O Fundo Nacional da Cultura (FNC), principal mecanismo governamental de apoio direto a projetos artísticos do país, teve uma queda abrupta em suas verbas liberadas em 2019, o primeiro ano em que a pasta da Cultura foi rebaixada ao status de secretaria. Foram R$ 995 mil, o menor valor desde pelo menos o ano de 2009. Os dados foram obtidos pelo GLOBO via Lei de Acesso à Informação. Procurada, a Secretaria Especial da Cultura não se manifestou sobre o assunto.
O FNC é um dos três instrumentos da Lei de Incentivo à Cultura (a Lei Rouanet), principal estrutura de fomento a projetos culturais no país. O programa recebe investimento do próprio governo, e a aplicação de recursos é feita por meio de convênios, editais e premiações. Os outros dois pilares da Rouanet são os Ficarts (Fundos de Investimento Cultural e Artístico), que na prática não saíram do papel, e o mecenato.
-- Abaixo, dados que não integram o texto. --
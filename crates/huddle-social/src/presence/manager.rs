//! Presence manager: drives the state machine against a document store.

use std::future::Future;
use std::sync::atomic::{AtomicBool, Ordering};
use std::sync::{Arc, Mutex, PoisonError};
use std::time::Duration;

use huddle_common::{Participant, PresenceRecord, PresenceStatus, RoomId, StoreError};
use huddle_store::{encode, DocPath, DocumentStore, FieldUpdate, WriteBatch};
use tokio::task::JoinHandle;
use tracing::{debug, info, warn};

use crate::network::NetworkStatus;
use crate::protocol::{fields, presence_path, room_path};

use super::state::{transition, Effect, PresenceInput, PresenceState};
use super::types::PresenceError;

struct Inner {
    store: Arc<dyn DocumentStore>,
    room: RoomId,
    participant: Participant,
    state: Mutex<PresenceState>,
    /// Set once the owner is done with this session; no further joins.
    closed: AtomicBool,
    /// Serialises backend work so a leave followed by a rapid join observes
    /// the committed delete.
    ops: tokio::sync::Mutex<()>,
}

/// Tracks one session's membership in one room's presence set.
///
/// Cheap to clone; clones share state.
#[derive(Clone)]
pub struct PresenceManager {
    inner: Arc<Inner>,
}

impl PresenceManager {
    pub fn new(store: Arc<dyn DocumentStore>, room: RoomId, participant: Participant) -> Self {
        Self {
            inner: Arc::new(Inner {
                store,
                room,
                participant,
                state: Mutex::new(PresenceState::Idle),
                closed: AtomicBool::new(false),
                ops: tokio::sync::Mutex::new(()),
            }),
        }
    }

    pub fn room(&self) -> &RoomId {
        &self.inner.room
    }

    pub fn participant(&self) -> &Participant {
        &self.inner.participant
    }

    pub fn state(&self) -> PresenceState {
        *self.lock_state()
    }

    /// Whether the unload hook is armed, i.e. a departure would have to be
    /// signalled if the process went away now.
    pub fn unload_armed(&self) -> bool {
        self.state() == PresenceState::Active
    }

    /// Join the room's presence set.
    ///
    /// Idempotent: a second call while a join is pending or active does
    /// nothing. On failure the manager is back in `Idle` and the error is
    /// returned for the caller to log or retry.
    pub async fn join(&self) -> Result<(), PresenceError> {
        self.begin_join().await
    }

    /// Record the join request now and return the backend work to run.
    ///
    /// The state is `Pending` as soon as this returns, so a leave issued
    /// before the returned future is first polled is deferred, not lost.
    pub fn begin_join(
        &self,
    ) -> impl Future<Output = Result<(), PresenceError>> + Send + 'static {
        let effect = self.apply(PresenceInput::Join);
        let this = self.clone();
        async move {
            match effect {
                Effect::StartJoin => this.run_join().await,
                _ => Ok(()),
            }
        }
    }

    /// Leave the room's presence set.
    ///
    /// Safe to call repeatedly and before a join has settled; in the latter
    /// case the leave runs as soon as the join completes.
    pub async fn leave(&self) {
        if let Effect::StartLeave = self.apply(PresenceInput::Leave) {
            self.run_leave().await;
        }
    }

    /// React to a connectivity transition.
    pub async fn handle_network(&self, status: NetworkStatus) -> Result<(), PresenceError> {
        let input = match status {
            NetworkStatus::Online => PresenceInput::NetworkOnline,
            NetworkStatus::Offline => PresenceInput::NetworkOffline,
        };
        match self.apply(input) {
            Effect::StartJoin => self.run_join().await,
            Effect::StartLeave => {
                self.run_leave().await;
                Ok(())
            }
            Effect::None => Ok(()),
        }
    }

    /// Refuse every later join, whether requested, network-triggered or a
    /// heartbeat recovery. Leaves still run.
    pub fn close(&self) {
        if !self.inner.closed.swap(true, Ordering::SeqCst) {
            debug!(
                room = %self.inner.room,
                session = %self.inner.participant.session_id,
                "presence closed"
            );
        }
    }

    pub fn is_closed(&self) -> bool {
        self.inner.closed.load(Ordering::SeqCst)
    }

    /// Best-effort departure signal for process or tab teardown.
    ///
    /// Does not wait: the leave is spawned on the current runtime and may
    /// not finish before the process exits.
    pub fn signal_unload(&self) -> Option<JoinHandle<()>> {
        if !self.unload_armed() {
            return None;
        }
        let runtime = tokio::runtime::Handle::try_current().ok()?;
        let this = self.clone();
        debug!(room = %self.inner.room, "unload signalled, leaving");
        Some(runtime.spawn(async move { this.leave().await }))
    }

    /// Refresh `lastSeen` every `interval` while active.
    pub fn spawn_heartbeat(&self, interval: Duration) -> JoinHandle<()> {
        let this = self.clone();
        tokio::spawn(async move {
            let mut ticker = tokio::time::interval(interval);
            ticker.tick().await;
            loop {
                ticker.tick().await;
                if this.state() == PresenceState::Active {
                    this.heartbeat().await;
                }
            }
        })
    }

    /// Stamp `lastSeen` on our record.
    ///
    /// If the record was removed under an active session (reaped after a
    /// stall), the session joins again: record and count come back in one
    /// batch. A record gone because we left is never recreated.
    pub async fn heartbeat(&self) {
        let path = self.record_path();
        let update = vec![(fields::LAST_SEEN.to_string(), FieldUpdate::ServerTimestamp)];
        match self.inner.store.update(&path, update).await {
            Ok(()) => debug!(record = %path, "presence heartbeat"),
            Err(StoreError::NotFound(_)) => {
                if let Effect::StartJoin = self.apply(PresenceInput::RecordLost) {
                    info!(record = %path, "presence record lost while active, rejoining");
                    // Failures are logged by the join itself.
                    let _ = self.run_join().await;
                } else {
                    debug!(record = %path, "heartbeat skipped, record gone");
                }
            }
            Err(e) => warn!(record = %path, error = %e, "presence heartbeat failed"),
        }
    }

    // -- internals ---------------------------------------------------------

    fn lock_state(&self) -> std::sync::MutexGuard<'_, PresenceState> {
        self.inner
            .state
            .lock()
            .unwrap_or_else(PoisonError::into_inner)
    }

    fn apply(&self, input: PresenceInput) -> Effect {
        let starts_join = matches!(
            input,
            PresenceInput::Join | PresenceInput::NetworkOnline | PresenceInput::RecordLost
        );
        if starts_join && self.is_closed() {
            debug!(room = %self.inner.room, input = ?input, "presence closed, input dropped");
            return Effect::None;
        }

        let mut state = self.lock_state();
        let (next, effect) = transition(*state, input);
        if next != *state {
            debug!(
                room = %self.inner.room,
                session = %self.inner.participant.session_id,
                from = ?*state,
                to = ?next,
                input = ?input,
                "presence transition"
            );
        }
        *state = next;
        effect
    }

    fn record_path(&self) -> DocPath {
        presence_path(&self.inner.room, &self.inner.participant.session_id)
    }

    async fn run_join(&self) -> Result<(), PresenceError> {
        let _ops = self.inner.ops.lock().await;
        let result = self.write_record().await;

        if let Err(e) = &result {
            warn!(
                room = %self.inner.room,
                session = %self.inner.participant.session_id,
                error = %e,
                transient = e.is_transient(),
                "presence join failed"
            );
        }

        if let Effect::StartLeave = self.apply(PresenceInput::JoinSettled {
            ok: result.is_ok(),
        }) {
            self.remove_record().await;
        }
        result
    }

    async fn run_leave(&self) {
        let _ops = self.inner.ops.lock().await;
        self.remove_record().await;
    }

    /// Create our record and bump the count in one batch, unless the record
    /// is already there.
    async fn write_record(&self) -> Result<(), PresenceError> {
        let path = self.record_path();
        if self.inner.store.get(&path).await?.is_some() {
            debug!(record = %path, "presence record already present");
            return Ok(());
        }

        let record = PresenceRecord {
            nickname: self.inner.participant.name.clone(),
            session_id: self.inner.participant.session_id.clone(),
            status: PresenceStatus::Online,
            joined_at: 0,
            last_seen: 0,
        };
        let batch = WriteBatch::new()
            .create_stamped(
                path.clone(),
                encode(&record)?,
                &[fields::JOINED_AT, fields::LAST_SEEN],
            )
            .increment(room_path(&self.inner.room), fields::ONLINE_COUNT, 1);

        match self.inner.store.commit(batch).await {
            Ok(_) => {
                info!(
                    room = %self.inner.room,
                    nickname = %record.nickname,
                    session = %record.session_id,
                    "joined room"
                );
                Ok(())
            }
            Err(StoreError::AlreadyExists(_)) => {
                debug!(record = %path, "presence record created concurrently");
                Ok(())
            }
            Err(e) => Err(e.into()),
        }
    }

    /// Delete our record and decrement the count in one batch. A missing
    /// record means we already left.
    async fn remove_record(&self) {
        let path = self.record_path();
        let batch = WriteBatch::new()
            .delete_existing(path.clone())
            .increment(room_path(&self.inner.room), fields::ONLINE_COUNT, -1);

        match self.inner.store.commit(batch).await {
            Ok(_) => info!(
                room = %self.inner.room,
                session = %self.inner.participant.session_id,
                "left room"
            ),
            Err(StoreError::NotFound(_)) => debug!(record = %path, "presence already removed"),
            Err(e) => warn!(record = %path, error = %e, "presence leave failed"),
        }
    }
}

impl std::fmt::Debug for PresenceManager {
    fn fmt(&self, f: &mut std::fmt::Formatter<'_>) -> std::fmt::Result {
        f.debug_struct("PresenceManager")
            .field("room", &self.inner.room)
            .field("participant", &self.inner.participant)
            .field("state", &self.state())
            .field("closed", &self.is_closed())
            .finish()
    }
}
Este último, que funciona por meio de incentivo fiscal a pessoas físicas ou jurídicas, acaba sendo o mais conhecido, usado e debatido — na época da campanha eleitoral, foi inclusive alvo de críticas do então candidato Jair Bolsonaro, e sofreu mudanças radicais nos tetos de investimento em abril passado.
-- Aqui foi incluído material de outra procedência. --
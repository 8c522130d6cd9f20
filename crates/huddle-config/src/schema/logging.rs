//! Logging configuration.

use serde::{Deserialize, Serialize};

/// Log level.
#[derive(Debug, Clone, Copy, Serialize, Deserialize, PartialEq, Eq, Default)]
#[serde(rename_all = "lowercase")]
pub enum LogLevel {
    Trace,
    Debug,
    #[default]
    Info,
    Warn,
    Error,
}

impl LogLevel {
    /// The level as an `EnvFilter` directive.
    pub fn as_filter(self) -> &'static str {
        match self {
            LogLevel::Trace => "trace",
            LogLevel::Debug => "debug",
            LogLevel::Info => "info",
            LogLevel::Warn => "warn",
            LogLevel::Error => "error",
        }
    }
}

#[derive(Debug, Clone, Default, PartialEq, Eq, Serialize, Deserialize)]
#[serde(default)]
pub struct LoggingConfig {
    pub level: LogLevel,
}
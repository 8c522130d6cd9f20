//! Presence and room limit validation.

use super::helpers::validate_range;
use crate::schema::HuddleConfig;

/// Validate presence constraints.
pub(crate) fn validate_presence(errors: &mut Vec<String>, config: &HuddleConfig) {
    let presence = &config.presence;
    validate_range(
        errors,
        "presence.heartbeat_interval_secs",
        presence.heartbeat_interval_secs,
        0,
        3600,
    );
    validate_range(
        errors,
        "presence.stale_after_secs",
        presence.stale_after_secs,
        10,
        86400,
    );
    validate_range(
        errors,
        "presence.reap_interval_secs",
        presence.reap_interval_secs,
        5,
        3600,
    );

    // A live session must get at least two heartbeats in before it counts
    // as stale.
    let heartbeat = presence.heartbeat_interval_secs;
    if heartbeat > 0 && presence.stale_after_secs < heartbeat.saturating_mul(2) {
        errors.push(format!(
            "presence.stale_after_secs = {} must be at least twice presence.heartbeat_interval_secs = {heartbeat}",
            presence.stale_after_secs
        ));
    }
}

/// Validate room limits.
pub(crate) fn validate_rooms(errors: &mut Vec<String>, config: &HuddleConfig) {
    validate_range(
        errors,
        "rooms.max_rooms_per_owner",
        config.rooms.max_rooms_per_owner,
        1,
        100,
    );
    validate_range(
        errors,
        "rooms.max_message_length",
        config.rooms.max_message_length,
        1,
        10000,
    );
}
Enquanto isso, o FNC “é alvo de constantes contingenciamentos”, segundo o próprio site da Secretaria Especial de Cultura. Em 2018 ( último ano do Ministério da Cultura), 66 projetos foram beneficiados com um valor de quase R$ 17 milhões. No ano passado, apenas sete iniciativas foram contempladas com os R$ 995 mil. Em 2010, ano em que o investimento chegou a R$ 344 milhões, haviam sido 461.
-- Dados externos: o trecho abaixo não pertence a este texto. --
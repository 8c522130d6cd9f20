//! Collection queries: equality filters plus a single ordering field.

use std::cmp::Ordering;

use serde_json::Value;

use crate::document::{Document, Fields};

#[derive(Debug, Clone, Copy, PartialEq, Eq)]
pub enum Direction {
    Ascending,
    Descending,
}

/// A query over one collection.
#[derive(Debug, Clone, PartialEq)]
pub struct Query {
    collection: String,
    filters: Vec<(String, Value)>,
    order: Option<(String, Direction)>,
}

impl Query {
    pub fn new(collection: impl Into<String>) -> Self {
        Self {
            collection: collection.into(),
            filters: Vec::new(),
            order: None,
        }
    }

    /// Keep only documents whose `field` equals `value`.
    pub fn where_eq(mut self, field: impl Into<String>, value: impl Into<Value>) -> Self {
        self.filters.push((field.into(), value.into()));
        self
    }

    pub fn order_by(mut self, field: impl Into<String>, direction: Direction) -> Self {
        self.order = Some((field.into(), direction));
        self
    }

    pub fn collection(&self) -> &str {
        &self.collection
    }

    pub fn matches(&self, data: &Fields) -> bool {
        self.filters
            .iter()
            .all(|(field, expected)| data.get(field) == Some(expected))
    }

    /// Sort documents by the ordering field. Ties, and documents missing the
    /// field, fall back to document id order.
    pub fn sort(&self, docs: &mut [Document]) {
        let Some((field, direction)) = &self.order else {
            docs.sort_by(|a, b| a.id().cmp(b.id()));
            return;
        };
        docs.sort_by(|a, b| {
            let ord = compare_values(a.get(field), b.get(field));
            let ord = match direction {
                Direction::Ascending => ord,
                Direction::Descending => ord.reverse(),
            };
            ord.then_with(|| a.id().cmp(b.id()))
        });
    }
}

/// Missing sorts first, then null, bool, number, string, everything else.
fn compare_values(a: Option<&Value>, b: Option<&Value>) -> Ordering {
    fn rank(v: Option<&Value>) -> u8 {
        match v {
            None => 0,
            Some(Value::Null) => 1,
            Some(Value::Bool(_)) => 2,
            Some(Value::Number(_)) => 3,
            Some(Value::String(_)) => 4,
            Some(_) => 5,
        }
    }

    match (a, b) {
        (Some(Value::Bool(x)), Some(Value::Bool(y))) => x.cmp(y),
        (Some(Value::Number(x)), Some(Value::Number(y))) => match (x.as_i64(), y.as_i64()) {
            (Some(x), Some(y)) => x.cmp(&y),
            _ => x
                .as_f64()
                .partial_cmp(&y.as_f64())
                .unwrap_or(Ordering::Equal),
        },
        (Some(Value::String(x)), Some(Value::String(y))) => x.cmp(y),
        _ => rank(a).cmp(&rank(b)),
    }
}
Para especialistas ouvidos pelo GLOBO, o fundo deveria complementar o mecenato, que depende dos interesses das empresas patrocinadoras e acaba concentrado em determinados tipos de obras culturais e regiões do país. Por isso, seu contingenciamento cada vez maior é visto como “uma decisão política”.
— O gestor público não conseguiu perceber a importância da manutenção e do fortalecimento do fundo para o desenvolvimento regional. Não é uma discussão de recursos, mas de prioridades do país — diz a advogada Cristiane Olivieri, que integra o Fórum Brasileiro pelos Direitos Culturais. — Ao complementar o mecenato, o fundo seria uma alternativa natural de investimento em formação, nas pequenas produções e na regionalização.
Cristiane, que é autora do livro “Cultura neoliberal: Leis de incentivo como política pública de cultura”, aponta que uma das principais receitas do fundo vem da Loteria Federal. Em 2019, esse valor teria sido de R$ 471 milhões, mas, na prática, essa quantia chega muito reduzida à pasta da Cultura.
— O contingenciamento dos recursos desrespeita as regras de viabilização do FNC — afirma ela.
O GLOBO teve acesso à lista de todos os projetos, desde 2009, que fecharam convênio ou venceram editais e premiações contemplados com dinheiro do Fundo Nacional da Cultura. Foram 1.631 iniciativas beneficiadas neste período. No entanto, há 272 projetos em que não há registro de valor liberado ou constam como “cancelados” ou “excluídos”. Portanto, foram descartados do levantamento. Os valores anteriores a 2019 foram corrigidos pelo índice IPCA, sempre tendo como referência o mês de dezembro dos respectivos anos.
Criada em 1991, a Lei de Incentivo à Cultura tem, em sua descrição, que uma das finalidades do FNC é “estimular a distribuição regional equitativa dos recursos a serem aplicados na execução de projetos culturais e artísticos”. Mas os dados mostram um outro cenário.
Concentração no Sudeste
Dos R$ 742 milhões liberados entre 2009 e 2019, 51% foram destinados ao Sudeste — sendo São Paulo o estado que mais recebeu verbas. A lista é seguida por Nordeste, com 22%, Centro-Oeste, 14%, Sul, 9%, e Norte, 4%. Um detalhe é que, no Centro-Oeste, 79% dos recursos — R$ 83 milhões — foram para projetos do Distrito Federal.
Para Márcia Dias, advogada e produtora cultural, é natural que o Sudeste receba mais verba do fundo, por ser a região com mais projetos à procura de financiamento. Entretanto, diz ela, isso deveria ser um estímulo para o governo buscar o uso equilibrado da verba:
— Isso não impede o governo de criar editais e premiações para o Norte, por exemplo.
Para o deputado federal Marcelo Calero (Cidadania-RJ), ex-ministro da Cultura e ex-secretário municipal de Cultura do Rio de Janeiro, há uma falta de “priorização das políticas públicas culturais” no país:
— Também existe uma progressiva deterioração das estruturas da Cultura que poderiam tratar deste tema de maneira mais séria.